Шишкинская картина так глубоко въелась в кожу нации, что стала ее родимым пятном. Однако постичь тайну этого холста можно лишь тогда, когда мы на время разлучим лес с медведями. Сделать это тем проще, что звери пришли на готовое. Шишкин пригласил их на полотно, рассчитывая не столько оживить, сколько обезвредить свой бесчеловечный пейзаж.
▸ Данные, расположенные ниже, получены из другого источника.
//! Object descriptors: the `.ini` files a level section refers to.
//!
//! A descriptor holds one `[object]` section naming the mesh to display
//! (`Filename`), the gameplay type (`ObjectType`) and, for trackparts, whether
//! the part is attached by its other end (`Invert`).

use std::collections::HashMap;
use std::path::PathBuf;

use madtracks_ini::{IniFile, Section, Value};
use serde::{Deserialize, Serialize};

use crate::error::{LevelError, Result};
use crate::settings::ImportSettings;

/// Gameplay types that make an object part of a track.
#[derive(Debug, Clone, Copy, PartialEq, Eq, Hash, Serialize, Deserialize)]
#[serde(rename_all = "lowercase")]
pub enum TrackpartKind {
    /// Plain track segment.
    Trackpart,
    /// Race start.
    Start,
    /// Combined start and finish line.
    StartFinish,
    /// Checkpoint gate.
    Checkpoint,
    /// Finish line.
    Finish,
    /// Looping segment.
    Looping,
}

impl TrackpartKind {
    /// Parse the `ObjectType` string used in descriptors.
    pub fn parse(s: &str) -> Option<Self> {
        match s {
            "trackpart" => Some(Self::Trackpart),
            "start" => Some(Self::Start),
            "startfinish" => Some(Self::StartFinish),
            "checkpoint" => Some(Self::Checkpoint),
            "finish" => Some(Self::Finish),
            "looping" => Some(Self::Looping),
            _ => None,
        }
    }
}

/// The `ObjectType` of a descriptor.
#[derive(Debug, Clone, PartialEq, Eq, Default, Serialize, Deserialize)]
pub enum ObjectType {
    /// No `ObjectType` key.
    #[default]
    None,
    /// One of the trackpart family.
    Trackpart(TrackpartKind),
    /// Any other type (lights, pickups, zones...).
    Other(String),
}

impl ObjectType {
    /// Classify an `ObjectType` value.
    pub fn parse(s: &str) -> Self {
        match TrackpartKind::parse(s) {
            Some(kind) => Self::Trackpart(kind),
            None => Self::Other(s.to_string()),
        }
    }

    /// Whether objects of this type are chained into trackpart sequences.
    pub fn is_trackpart(&self) -> bool {
        matches!(self, Self::Trackpart(_))
    }
}

/// A resolved object descriptor.
#[derive(Debug, Clone, PartialEq, Default, Serialize, Deserialize)]
pub struct Descriptor {
    /// Gameplay type.
    pub object_type: ObjectType,
    /// Mesh file name with the leading `geometry/` removed, if any.
    pub mesh: Option<String>,
    /// Attach the part by its other end.
    pub invert: bool,
}

impl Descriptor {
    /// Read a descriptor from its parsed `.ini` content.
    pub fn from_ini(filename: &str, ini: &IniFile) -> Result<Self> {
        let object = ini
            .section("object")
            .ok_or_else(|| LevelError::invalid_descriptor(filename, "no [object] section"))?;
        Ok(Self::from_section(object))
    }

    /// Read a descriptor from its `[object]` section.
    pub fn from_section(object: &Section) -> Self {
        let object_type = match object.get("ObjectType") {
            None => ObjectType::None,
            Some(Value::String(s)) => ObjectType::parse(s),
            Some(other) => ObjectType::Other(other.to_string()),
        };

        let mesh = object
            .get("Filename")
            .and_then(Value::as_str)
            .map(|f| strip_geometry_prefix(f).to_string());

        let invert = match object.get("Invert") {
            None => false,
            Some(Value::Number(n)) => *n != 0.0,
            Some(Value::String(s)) => !(s.is_empty() || s == "0" || s.eq_ignore_ascii_case("false")),
            Some(Value::Tuple(_)) => true,
        };

        Self {
            object_type,
            mesh,
            invert,
        }
    }

    /// Whether this descriptor is chained into trackpart sequences.
    pub fn is_trackpart(&self) -> bool {
        self.object_type.is_trackpart()
    }

    /// Mesh file to display, or `fallback` if the descriptor has none.
    pub fn mesh_or<'a>(&'a self, fallback: &'a str) -> &'a str {
        self.mesh.as_deref().unwrap_or(fallback)
    }
}

/// Strip the `geometry/` directory that mesh references start with.
pub fn strip_geometry_prefix(filename: &str) -> &str {
    match filename.split_once(['/', '\\']) {
        Some((_, rest)) => rest,
        None => filename,
    }
}

/// Looks up descriptors by the filename a level section references.
pub trait DescriptorResolver {
    /// Resolve `filename` into a descriptor.
    fn resolve(&self, filename: &str) -> Result<Descriptor>;
}

impl DescriptorResolver for HashMap<String, Descriptor> {
    fn resolve(&self, filename: &str) -> Result<Descriptor> {
        self.get(filename)
            .cloned()
            .ok_or_else(|| LevelError::unresolved(filename, "not found"))
    }
}

/// Reads descriptors from the game's descriptor directory.
#[derive(Debug, Clone)]
pub struct FsDescriptorResolver {
    dir: PathBuf,
}

impl FsDescriptorResolver {
    /// Resolve descriptors below `dir`.
    pub fn new(dir: impl Into<PathBuf>) -> Self {
        Self { dir: dir.into() }
    }

    /// Resolve descriptors from the directory configured in `settings`.
    pub fn from_settings(settings: &ImportSettings) -> Self {
        Self::new(settings.descriptor_root())
    }
}

impl DescriptorResolver for FsDescriptorResolver {
    fn resolve(&self, filename: &str) -> Result<Descriptor> {
        let path = self.dir.join(filename);
        let ini = IniFile::read(&path)
            .map_err(|e| LevelError::unresolved(filename, format!("{}: {e}", path.display())))?;
        Descriptor::from_ini(filename, &ini)
    }
}

#[cfg(test)]
mod tests {
    use super::*;

    fn parse(text: &str) -> Descriptor {
        Descriptor::from_ini("test.ini", &IniFile::parse(text).unwrap()).unwrap()
    }

    #[test]
    fn test_trackpart_descriptor() {
        let d = parse(
            "[object]\nFilename = \"geometry/M_gris_amorce_15.ldo\"\nObjectType = \"trackpart\"\nInvert = 1\n",
        );
        assert_eq!(d.object_type, ObjectType::Trackpart(TrackpartKind::Trackpart));
        assert!(d.is_trackpart());
        assert_eq!(d.mesh.as_deref(), Some("M_gris_amorce_15.ldo"));
        assert!(d.invert);
    }

    #[test]
    fn test_trackpart_family() {
        for (name, kind) in [
            ("start", TrackpartKind::Start),
            ("startfinish", TrackpartKind::StartFinish),
            ("checkpoint", TrackpartKind::Checkpoint),
            ("finish", TrackpartKind::Finish),
            ("looping", TrackpartKind::Looping),
        ] {
            assert_eq!(ObjectType::parse(name), ObjectType::Trackpart(kind));
        }
        assert!(!ObjectType::parse("light").is_trackpart());
        assert!(!ObjectType::parse("Trackpart").is_trackpart());
        assert!(!ObjectType::None.is_trackpart());
    }

    #[test]
    fn test_plain_object_without_mesh() {
        let d = parse("[object]\nObjectType = \"bonus\"\n");
        assert_eq!(d.object_type, ObjectType::Other("bonus".into()));
        assert!(!d.invert);
        assert_eq!(d.mesh_or("node.ldo"), "node.ldo");

        let d = parse("[object]\nFilename = \"geometry/tree.ldo\"\n");
        assert_eq!(d.object_type, ObjectType::None);
        assert_eq!(d.mesh_or("node.ldo"), "tree.ldo");
    }

    #[test]
    fn test_invert_values() {
        assert!(!parse("[object]\nInvert = 0\n").invert);
        assert!(parse("[object]\nInvert = \"true\"\n").invert);
        assert!(!parse("[object]\nInvert = \"false\"\n").invert);
    }

    #[test]
    fn test_missing_object_section() {
        let ini = IniFile::parse("[other]\nX = 1\n").unwrap();
        let result = Descriptor::from_ini("bad.ini", &ini);
        assert!(matches!(result, Err(LevelError::InvalidDescriptor { .. })));
    }

    #[test]
    fn test_map_resolver_miss() {
        let map: HashMap<String, Descriptor> = HashMap::new();
        let result = map.resolve("nothing.ini");
        assert!(matches!(
            result,
            Err(LevelError::UnresolvedDescriptor { ref filename, .. }) if filename == "nothing.ini"
        ));
    }

    #[test]
    fn test_fs_resolver() {
        let dir = std::env::temp_dir().join(format!("madtracks_descriptor_{}", std::process::id()));
        std::fs::create_dir_all(&dir).unwrap();
        std::fs::write(
            dir.join("M_none_start.ini"),
            "[object]\nFilename = \"geometry/M_none_start.ldo\"\nObjectType = \"start\"\n",
        )
        .unwrap();

        let resolver = FsDescriptorResolver::new(&dir);
        let d = resolver.resolve("M_none_start.ini").unwrap();
        assert_eq!(d.object_type, ObjectType::Trackpart(TrackpartKind::Start));

        let missing = resolver.resolve("missing.ini");
        assert!(matches!(missing, Err(LevelError::UnresolvedDescriptor { .. })));

        let settings = ImportSettings {
            game_dir: dir.clone(),
            descriptor_dir: PathBuf::from("."),
            ..ImportSettings::default()
        };
        let d = FsDescriptorResolver::from_settings(&settings)
            .resolve("M_none_start.ini")
            .unwrap();
        assert_eq!(d.mesh.as_deref(), Some("M_none_start.ldo"));

        let _ = std::fs::remove_dir_all(&dir);
    }
}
Людям здесь и в самом деле не место – на картине его для них просто нет. Лес начинается, как поэмы Гомера: in medias res. Выпадая со стены на зрителя, пейзаж не оставляет ему точки зрения. Таким, обрезанным сверху рамой, мы бы увидели лес, глядя на него сквозь амбразуру дзота. У нижнего края ситуация хуже. Наткнувшаяся на границу иллюзии с реальностью земля, не выдержав напора, вздыбливается, опрокидывая старую – царскую – сосну. Обнаженные, выдранные с мясом корни, переломленный в поясе ствол, бурая увядшая крона – мрачная сцена лесной катастрофы. Ее свидетели – другие сосны – составляют мизансцену, удивляющую выразительностью позы и жеста. Одни отшатнулись, будто в ужасе, другая, в центре, напротив, остолбенела от случившегося. Те, что сзади, тянутся из тумана, чтобы узнать подробности. Каждая не похожа на других, да и на себя-то – не очень. Индивидуальность дерева схвачена с той почти шаржированной остротой, которая позволяет ему дать имя или хотя бы кличку. Сосны, конечно, того заслуживают.
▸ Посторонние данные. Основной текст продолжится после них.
//! Error types for level import and export.

use std::path::PathBuf;

use madtracks_ini::IniError;
use thiserror::Error;

/// Errors that can occur while importing or exporting a level.
#[derive(Error, Debug)]
pub enum LevelError {
    /// I/O error reading or writing a file.
    #[error("I/O error: {0}")]
    Io(#[from] std::io::Error),

    /// A .ini file could not be parsed.
    #[error("{}: {source}", path.display())]
    Ini {
        /// File being parsed.
        path: PathBuf,
        /// Underlying parse error.
        #[source]
        source: IniError,
    },

    /// A descriptor file is missing or unreadable.
    #[error("unresolved descriptor {filename}: {message}")]
    UnresolvedDescriptor {
        /// Descriptor filename as referenced by the level.
        filename: String,
        /// What went wrong.
        message: String,
    },

    /// A descriptor file has no usable `[object]` section.
    #[error("invalid descriptor {filename}: {message}")]
    InvalidDescriptor {
        /// Descriptor filename.
        filename: String,
        /// What went wrong.
        message: String,
    },

    /// A required parameter is absent or has the wrong shape.
    #[error("missing or invalid parameter '{0}'")]
    MissingParameter(String),

    /// An error tied to one section of a level file.
    #[error("{} section #{index} [{section}]: {source}", file.display())]
    Section {
        /// Level file being processed.
        file: PathBuf,
        /// Index of the section in the file.
        index: usize,
        /// Section name.
        section: String,
        /// Underlying error.
        #[source]
        source: Box<LevelError>,
    },

    /// An error raised while assembling a trackpart sequence.
    #[error("trackpart sequence {sequence_index}: {source}")]
    Sequence {
        /// Sequence that was being assembled.
        sequence_index: usize,
        /// Underlying error.
        #[source]
        source: Box<LevelError>,
    },

    /// A sequence was asked to start past the last section.
    #[error("sequence start #{start} is past the end of the level ({len} sections)")]
    SequenceStart {
        /// Requested start index.
        start: usize,
        /// Number of sections in the level.
        len: usize,
    },

    /// The trackpart catalog could not be loaded.
    #[error("invalid trackpart catalog: {0}")]
    Catalog(String),

    /// Import settings are invalid.
    #[error("invalid settings: {0}")]
    InvalidSettings(String),
}

impl LevelError {
    /// Create an unresolved descriptor error.
    pub fn unresolved(filename: impl Into<String>, message: impl Into<String>) -> Self {
        Self::UnresolvedDescriptor {
            filename: filename.into(),
            message: message.into(),
        }
    }

    /// Create an invalid descriptor error.
    pub fn invalid_descriptor(filename: impl Into<String>, message: impl Into<String>) -> Self {
        Self::InvalidDescriptor {
            filename: filename.into(),
            message: message.into(),
        }
    }

    /// Attach the level file and section to an error.
    pub fn at_section(self, file: impl Into<PathBuf>, index: usize, section: impl Into<String>) -> Self {
        Self::Section {
            file: file.into(),
            index,
            section: section.into(),
            source: Box::new(self),
        }
    }

    /// Attach the sequence being assembled to an error.
    pub fn in_sequence(self, sequence_index: usize) -> Self {
        Self::Sequence {
            sequence_index,
            source: Box::new(self),
        }
    }

    /// Wrap a parse error with the path of the file being parsed.
    pub fn ini(path: impl Into<PathBuf>, source: IniError) -> Self {
        Self::Ini {
            path: path.into(),
            source,
        }
    }
}

/// Result type for level operations.
pub type Result<T> = std::result::Result<T, LevelError>;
Я тоже люблю и понимаю их больше других, потому что под ними вырос – на Рижском взморье, поросшем теми же, что и на картине Шишкина, балтийскими, медно краснеющими в скудном солнце соснами. Местные числили их в родственниках. Самым высоким соснам помогло уцелеть увечье. В Первую мировую их годами расстреливала артиллерия. Начиненная свинцом двух армий древесина уже ни на что не годилась, и сосны оставили в покое даже тогда, когда сюда пришли колхозы. Выжив, хвойные инвалиды переросли молодых, сохранив украшенную испытаниями осанку, что придает характер персонажам трагедии и героям пейзажа.
“Я, как сосна, – говорил Веничка Ерофеев, – никогда не смотрю вниз”.
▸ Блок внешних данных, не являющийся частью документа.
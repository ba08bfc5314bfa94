//! Anchor offsets of every known trackpart.
//!
//! Trackparts after the first of a sequence carry no coordinates in the level
//! file. Their placement is derived from where the previous parts end, which
//! only the game knows; this table records, per descriptor, the translation
//! (game units, game axes) and rotation (degrees, Euler XYZ, game axes) from a
//! part's anchor to the next one. Parts that can be attached by their other
//! end also carry the extra offset applied when the descriptor is inverted.

use std::collections::HashMap;

use madtracks_math::Vec3;
use serde::{Deserialize, Serialize};

use crate::error::{LevelError, Result};

/// Offsets of one trackpart descriptor.
#[derive(Debug, Clone, PartialEq, Serialize, Deserialize)]
pub struct TrackpartOffset {
    /// Descriptor filename, case preserved (e.g. `M_gris_rail_50.ini`).
    pub descriptor: String,
    /// Translation to the next anchor.
    pub position: Vec3,
    /// Rotation to the next anchor, degrees.
    pub rotation: Vec3,
    /// Extra translation when the part is inverted.
    #[serde(default, skip_serializing_if = "Option::is_none")]
    pub position_inverted: Option<Vec3>,
    /// Extra rotation when the part is inverted, degrees.
    #[serde(default, skip_serializing_if = "Option::is_none")]
    pub rotation_inverted: Option<Vec3>,
}

impl TrackpartOffset {
    /// Inverted offsets, if both are known.
    pub fn inverted(&self) -> Option<(Vec3, Vec3)> {
        Some((self.position_inverted?, self.rotation_inverted?))
    }
}

/// Trackpart size family, from the descriptor name prefix.
#[derive(Debug, Clone, Copy, PartialEq, Eq, Hash, Serialize, Deserialize)]
pub enum TrackpartCategory {
    /// `S_` descriptors.
    Small,
    /// `M_` descriptors.
    Medium,
    /// `G_` descriptors.
    Golf,
}

impl TrackpartCategory {
    /// Category of a descriptor filename.
    pub fn of(descriptor: &str) -> Option<Self> {
        match descriptor.split_once('_')?.0 {
            "S" => Some(Self::Small),
            "M" => Some(Self::Medium),
            "G" => Some(Self::Golf),
            _ => None,
        }
    }
}

type BuiltinEntry = (&'static str, [f64; 3], [f64; 3], Option<([f64; 3], [f64; 3])>);

const BUILTIN: &[BuiltinEntry] = &[
    ("M_gris_amorce_05_in.ini", [0.0, 0.0, 5.0], [0.0, 0.0, 0.0], None),
    ("M_gris_amorce_15_in.ini", [0.0, 0.0, 15.0], [0.0, 0.0, 0.0], None),
    ("M_gris_amorce_30_in.ini", [0.0, 0.0, 30.0], [0.0, 0.0, 0.0], None),
    ("M_gris_amorce_15_out.ini", [0.0, 0.0, 15.0], [0.0, 0.0, 0.0], Some(([0.0, 0.0, 15.0], [0.0, 180.0, 0.0]))),
    ("M_gris_amorce_30_out.ini", [0.0, 0.0, 30.0], [0.0, 0.0, 0.0], Some(([0.0, 0.0, 30.0], [0.0, 180.0, 0.0]))),
    ("M_gris_rail_15.ini", [0.0, 0.0, 15.0], [0.0, 0.0, 0.0], None),
    ("M_gris_rail_50.ini", [0.0, 0.0, 50.0], [0.0, 0.0, 0.0], None),
    ("M_neon_rail_50.ini", [0.0, 0.0, 50.0], [0.0, 0.0, 0.0], None),
    ("M_gris_virage_45_left.ini", [17.5848, 0.0, 42.4152], [0.0, 45.0, 0.0], None),
    ("M_gris_virage_45_right.ini", [-17.5848, 0.0, 42.4152], [0.0, -45.0, 0.0], None),
    ("M_gris_rampe_30_up.ini", [0.0, 10.9245, 40.3482], [-30.0, 0.0, 0.0], None),
    ("M_gris_rampe_30_down.ini", [0.0, -10.7132, 40.4182], [30.0, 0.0, 0.0], None),
    ("M_none_start.ini", [0.0, 0.0, 0.0], [0.0, 0.0, 0.0], None),
    ("M_none_checkpoint.ini", [0.0, 0.0, 0.0], [0.0, 0.0, 0.0], None),
    ("M_none_finish_50.ini", [0.0, 0.0, 0.0], [0.0, 0.0, 0.0], None),
    ("M_gris_to_S_50.ini", [0.0, 0.0, 50.0], [0.0, 0.0, 0.0], Some(([0.0, 0.0, 50.0], [0.0, 180.0, 0.0]))),
    ("S_bleu_amorce_15_in.ini", [0.0, 0.0, 15.0], [0.0, 0.0, 0.0], None),
    ("S_bleu_amorce_15_out.ini", [0.0, 0.0, 15.0], [0.0, 0.0, 0.0], Some(([0.0, 0.0, 15.0], [0.0, 180.0, 0.0]))),
    ("S_neon_rail_50.ini", [0.0, 0.0, 50.0], [0.0, 0.0, 0.0], None),
    ("S_neon_virage_45_left.ini", [8.7924, 0.0, 21.2076], [0.0, 45.0, 0.0], None),
    ("S_neon_virage_45_right.ini", [-8.7924, 0.0, 21.2076], [0.0, -45.0, 0.0], Some(([-8.7924, 0.0, 21.2076], [0.0, 135.0, 0.0]))),
    ("S_raye_rampe_30_up.ini", [0.0, 10.1114, 37.3328], [-30.0, 0.0, 0.0], None),
    ("S_raye_rampe_30_down.ini", [0.0, -10.342, 37.2943], [30.0, 0.0, 0.0], None),
    ("S_gris_to_M_50.ini", [0.0, 0.0, 50.0], [0.0, 0.0, 0.0], None),
    ("S_raye_looping.ini", [29.6271, 0.229707, 4.7106], [0.0, 0.0, 0.0], None),
    ("G_none_checkpoint.ini", [0.0, 0.0, 0.0], [0.0, 0.0, 0.0], None),
    ("G_none_finish.ini", [0.0, 0.0, 0.0], [0.0, 0.0, 0.0], None),
];

/// TOML layout of a catalog file: a list of `[[trackpart]]` tables.
#[derive(Debug, Deserialize)]
struct CatalogFile {
    #[serde(default)]
    trackpart: Vec<TrackpartOffset>,
}

/// Read-only map from descriptor filename to its offsets.
///
/// Built once and shared by reference; lookups never mutate it.
#[derive(Debug, Clone, PartialEq)]
pub struct TrackpartCatalog {
    entries: HashMap<String, TrackpartOffset>,
}

impl TrackpartCatalog {
    /// An empty catalog: every lookup misses.
    pub fn empty() -> Self {
        Self {
            entries: HashMap::new(),
        }
    }

    /// The catalog of the stock game trackparts.
    pub fn builtin() -> Self {
        Self::from_offsets(BUILTIN.iter().map(|&(name, pos, rot, inv)| TrackpartOffset {
            descriptor: name.to_string(),
            position: Vec3::from(pos),
            rotation: Vec3::from(rot),
            position_inverted: inv.map(|(p, _)| Vec3::from(p)),
            rotation_inverted: inv.map(|(_, r)| Vec3::from(r)),
        }))
    }

    /// Build a catalog from offsets. Later entries replace earlier ones.
    pub fn from_offsets(offsets: impl IntoIterator<Item = TrackpartOffset>) -> Self {
        Self {
            entries: offsets
                .into_iter()
                .map(|o| (o.descriptor.clone(), o))
                .collect(),
        }
    }

    /// Parse a catalog from TOML `[[trackpart]]` tables.
    pub fn from_toml_str(text: &str) -> Result<Self> {
        let file: CatalogFile = toml::from_str(text).map_err(|e| LevelError::Catalog(e.to_string()))?;
        Ok(Self::from_offsets(file.trackpart))
    }

    /// Load a catalog file.
    ///
    /// Read and parse failures are reported as [`LevelError::Catalog`] naming
    /// the file.
    pub fn load(path: impl AsRef<std::path::Path>) -> Result<Self> {
        let path = path.as_ref();
        let text = std::fs::read_to_string(path)
            .map_err(|e| LevelError::Catalog(format!("{}: {e}", path.display())))?;
        Self::from_toml_str(&text).map_err(|e| match e {
            LevelError::Catalog(message) => LevelError::Catalog(format!("{}: {message}", path.display())),
            other => other,
        })
    }

    /// This catalog with `other`'s entries added, replacing same-named ones.
    pub fn merged(mut self, other: TrackpartCatalog) -> Self {
        self.entries.extend(other.entries);
        self
    }

    /// Offsets of `descriptor`, matched exactly (case-sensitive).
    pub fn get(&self, descriptor: &str) -> Option<&TrackpartOffset> {
        self.entries.get(descriptor)
    }

    /// Whether `descriptor` is known.
    pub fn contains(&self, descriptor: &str) -> bool {
        self.entries.contains_key(descriptor)
    }

    /// Number of entries.
    pub fn len(&self) -> usize {
        self.entries.len()
    }

    /// Whether the catalog has no entries.
    pub fn is_empty(&self) -> bool {
        self.entries.is_empty()
    }

    /// All entries, sorted by descriptor name.
    pub fn sorted(&self) -> Vec<&TrackpartOffset> {
        let mut all: Vec<_> = self.entries.values().collect();
        all.sort_by(|a, b| a.descriptor.cmp(&b.descriptor));
        all
    }

    /// Entries of one category, sorted by descriptor name.
    pub fn in_category(&self, category: TrackpartCategory) -> Vec<&TrackpartOffset> {
        self.sorted()
            .into_iter()
            .filter(|o| TrackpartCategory::of(&o.descriptor) == Some(category))
            .collect()
    }
}

impl Default for TrackpartCatalog {
    fn default() -> Self {
        Self::builtin()
    }
}

#[cfg(test)]
mod tests {
    use super::*;

    #[test]
    fn test_builtin_lookup() {
        let catalog = TrackpartCatalog::builtin();
        assert_eq!(catalog.len(), BUILTIN.len());

        let rail = catalog.get("M_gris_rail_50.ini").unwrap();
        assert_eq!(rail.position, Vec3::new(0.0, 0.0, 50.0));
        assert!(rail.inverted().is_none());

        let out = catalog.get("M_gris_amorce_15_out.ini").unwrap();
        let (pos, rot) = out.inverted().unwrap();
        assert_eq!(pos, Vec3::new(0.0, 0.0, 15.0));
        assert_eq!(rot, Vec3::new(0.0, 180.0, 0.0));
    }

    #[test]
    fn test_lookup_is_exact() {
        let catalog = TrackpartCatalog::builtin();
        assert!(catalog.contains("M_gris_rail_50.ini"));
        assert!(!catalog.contains("m_gris_rail_50.ini"));
        assert!(catalog.get("unknown.ini").is_none());
    }

    #[test]
    fn test_categories() {
        assert_eq!(TrackpartCategory::of("S_neon_rail_50.ini"), Some(TrackpartCategory::Small));
        assert_eq!(TrackpartCategory::of("M_none_start.ini"), Some(TrackpartCategory::Medium));
        assert_eq!(TrackpartCategory::of("G_none_finish.ini"), Some(TrackpartCategory::Golf));
        assert_eq!(TrackpartCategory::of("tree.ini"), None);

        let catalog = TrackpartCatalog::builtin();
        let golf = catalog.in_category(TrackpartCategory::Golf);
        let names: Vec<_> = golf.iter().map(|o| o.descriptor.as_str()).collect();
        assert_eq!(names, ["G_none_checkpoint.ini", "G_none_finish.ini"]);
    }

    #[test]
    fn test_toml_override() {
        let extra = TrackpartCatalog::from_toml_str(
            r#"
[[trackpart]]
descriptor = "M_gris_rail_50.ini"
position = [0.0, 0.0, 49.5]
rotation = [0.0, 0.0, 0.0]

[[trackpart]]
descriptor = "W_bois_rail_20.ini"
position = [0.0, 0.0, 20.0]
rotation = [0.0, 0.0, 0.0]
position_inverted = [0.0, 0.0, 20.0]
rotation_inverted = [0.0, 180.0, 0.0]
"#,
        )
        .unwrap();
        assert_eq!(extra.len(), 2);

        let catalog = TrackpartCatalog::builtin().merged(extra);
        assert_eq!(catalog.len(), BUILTIN.len() + 1);
        assert_eq!(catalog.get("M_gris_rail_50.ini").unwrap().position.z, 49.5);
        assert!(catalog.get("W_bois_rail_20.ini").unwrap().inverted().is_some());
    }

    #[test]
    fn test_invalid_toml() {
        let result = TrackpartCatalog::from_toml_str("[[trackpart]]\ndescriptor = 3\n");
        assert!(matches!(result, Err(LevelError::Catalog(_))));
    }

    #[test]
    fn test_load_names_file() {
        let path = std::env::temp_dir().join(format!("madtracks_catalog_{}.toml", std::process::id()));
        std::fs::write(&path, "[[trackpart]]\ndescriptor = 3\n").unwrap();
        let err = TrackpartCatalog::load(&path).unwrap_err();
        let message = err.to_string();
        assert!(matches!(err, LevelError::Catalog(_)));
        assert!(message.starts_with(&format!("invalid trackpart catalog: {}: ", path.display())));
        assert_eq!(message.matches("invalid trackpart catalog").count(), 1);
        let _ = std::fs::remove_file(&path);

        let err = TrackpartCatalog::load(&path).unwrap_err();
        assert!(matches!(err, LevelError::Catalog(ref m) if m.starts_with(&path.display().to_string())));
    }
}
Даже друзья называли стиль Шишкина протокольным, чему сам он только радовался, считая себя реалистом. Верность натуре, однако, Шишкин понимал буквально. Она включала каждую, по его любимому выражению, прихоть природы – невероятную, фантастическую, неправдоподобную. Собственно, из них и состоит любая реальность. Всякое собирательное понятие, будь то лес или толпа, – вымысел ленивого ума, облегчающий работу демагога и художника. Но Шишкин не видел за деревьями леса. Он писал их по штуке зараз, такими, какими они росли, не смешиваясь с соседями по сосновому бору, который тем и выделяется, что дает развернуться каждому.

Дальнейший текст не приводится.